Eversheds Sutherland is a global multinational law practice created by a combination of law firms Eversheds LLP and Sutherland Asbill & Brennan LLP, in February 2017, and is one of the 50 largest law practices in the world.

History

1988 to 2000
Following initial discussions in 1988, Eversheds was originally established in 1989 by a joint venture between Manchester-based Alexander Tatham & Co, Norwich-based Daynes Hill & Perks, Birmingham-based Evershed Wells & Hind, Newcastle upon Tyne-based Ingledew Botterell  and Cardiff-based Philips & Buck. In 1990 the firm merged with Leeds-based Hepworth & Chadwick. In 1991, the firm merged with Ipswich-based Turner Martin & Symes. In 1992, the firm rebranded all of its member firms with the prefix "Eversheds", the names of which were all shortened to just Eversheds in 1995. Eversheds merged with Bristol-based Holt Philips in 1994 and the London, Jersey and Brussels offices of Jacques & Lewis in 1995. In 1996 Eversheds Consulting was formed.

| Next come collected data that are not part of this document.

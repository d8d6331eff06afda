//! Cache Entry Module
//!
//! Defines the structure for individual cache entries with TTL and access
//! bookkeeping.

use std::time::{Duration, SystemTime, UNIX_EPOCH};

// == Cache Entry ==
/// Represents a single cache entry with value and metadata.
#[derive(Debug, Clone)]
pub struct CacheEntry<V> {
    /// The stored value
    pub value: V,
    /// Creation timestamp (Unix milliseconds)
    pub created_at: u64,
    /// Expiration timestamp (Unix milliseconds)
    pub expires_at: u64,
    /// Number of successful reads since the entry was written
    pub access_count: u64,
    /// Last read or write (Unix milliseconds)
    pub last_accessed: u64,
}

impl<V> CacheEntry<V> {
    // == Constructor ==
    /// Creates a new cache entry that expires `ttl` from now.
    pub fn new(value: V, ttl: Duration) -> Self {
        let now = current_timestamp_ms();

        Self {
            value,
            created_at: now,
            expires_at: now.saturating_add(ttl.as_millis() as u64),
            access_count: 0,
            last_accessed: now,
        }
    }

    // == Is Expired ==
    /// Checks if the entry has expired.
    ///
    /// An entry stays visible for the whole millisecond it expires in and is
    /// expired once the clock is strictly past `expires_at`.
    pub fn is_expired(&self) -> bool {
        self.is_expired_at(current_timestamp_ms())
    }

    /// Expiry check against an explicit clock reading.
    pub fn is_expired_at(&self, now_ms: u64) -> bool {
        now_ms > self.expires_at
    }

    // == Record Access ==
    /// Bumps the access counter and the last-access timestamp.
    pub fn record_access(&mut self) {
        self.access_count += 1;
        self.last_accessed = current_timestamp_ms();
    }
}

// == Utility Functions ==
/// Returns current Unix timestamp in milliseconds.
pub fn current_timestamp_ms() -> u64 {
    SystemTime::now()
        .duration_since(UNIX_EPOCH)
        .map(|d| d.as_millis() as u64)
        .unwrap_or(0)
}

In May 1996, the insurance, corporate and property groups of London-based Waltons & Morse joined Eversheds. In August 1997 Eversheds merged with Newcastle upon Tyne-based Wilkinson Maughan. In May 1998, Eversheds formed an alliance with Copenhagen-based Sandal Lunoe and acquired the London, Paris, Sofia and Moscow offices of Frere Cholmeley Bischoff. In November 1998, Eversheds merged with Cambridge-based Palmer Wheeldon. In 2000, Eversheds merged with Newcastle upon Tyne-based Linsley & Mortimer, and financially integrated all of its UK offices.

2000 to 2010
Eversheds merged the activities of its Bristol and Cardiff offices in 2001 and simultaneously closed the Bristol office. In 2002 Eversheds formed an alliance with Italian firm Piergrossi Villa Bianchini Riccardi. In 2003 Eversheds became Eversheds LLP, a limited liability partnership. It also transferred its Monaco office to Lawrence Graham and formed an association with Qatari firm Al-Jufairi. In 2004 Eversheds formed an alliance with Malaysian firm Shahrizat Rashid & Lee and associated with Austrian firm Lambert, Hungarian firm Sándor Szegedi Szent-Ivány Komáromi and Spanish firm Lupicinio. Eversheds formed alliances with Swedish firm Andrén Bratt Partners, German firm Heisse Kursawe and Polish firm Wierzbowski i Wspólnicy in 2005. Also in 2005 was the incorporation of Eversheds International Limited. In 2006 Eversheds was granted a licence to open an office in Shanghai, China, formed an association with Irish firm O'Donnell Sweeney and became the first international law firm to be awarded an operating licence in the Qatar Financial Centre in Doha, Qatar. Also in 2006, Eversheds alliance with Baier Lambert in Austria was terminated and replaced by an alliance with a new firm, Lambert Eversheds. In 2007 Eversheds associated with Czech firm Balcar Polanský, Estonian firm Ots & Co, Latvian firm Baltmane & Bitans and Lithuanian firm Saladzius & Partners. In 2008, the Paris office, Eversheds Frere Cholmeley, overcame regulatory issues and re-branded itself as Eversheds. Also in 2008, Eversheds was granted a licence to operate in Abu Dhabi, United Arab Emirates and associated with Netherlands-based Faasen and Partners, South Africa-based Routledge Modise and Switzerland-based Schmid. In September 2008 Eversheds announced that the activities of its Norwich and Cambridge offices would be merged and the Norwich office closed. Eversheds opened offices in Edinburgh, Hong Kong and Singapore in 2009. Between 2008 and 2010 Eversheds had four rounds of redundancies and cut a total of around 730 jobs, the largest staff reductions of any UK-based law firm in that period.

2010 to 2016
In February 2011 Eversheds parted with its Spanish alliance partner Lupicinio Abogados citing strategic differences, and shortly afterwards formed a new alliance with Spanish law firm Nicea Abogados. In May 2011 Eversheds merged with the law consortium KSLG, which comprised Dhabaan & Partners in Saudi Arabia; Khasawneh & Associates in the UAE; and Sanad Law Group in Jordan and Iraq. In October 2011 the Romanian firm Lina & Guia joined the Eversheds International network, becoming known as Eversheds Lina & Guia, although not integrating fully into Eversheds LLP. In November 2011 Eversheds' Dublin office, Eversheds O'Donnell Sweeney, re-branded as "Eversheds".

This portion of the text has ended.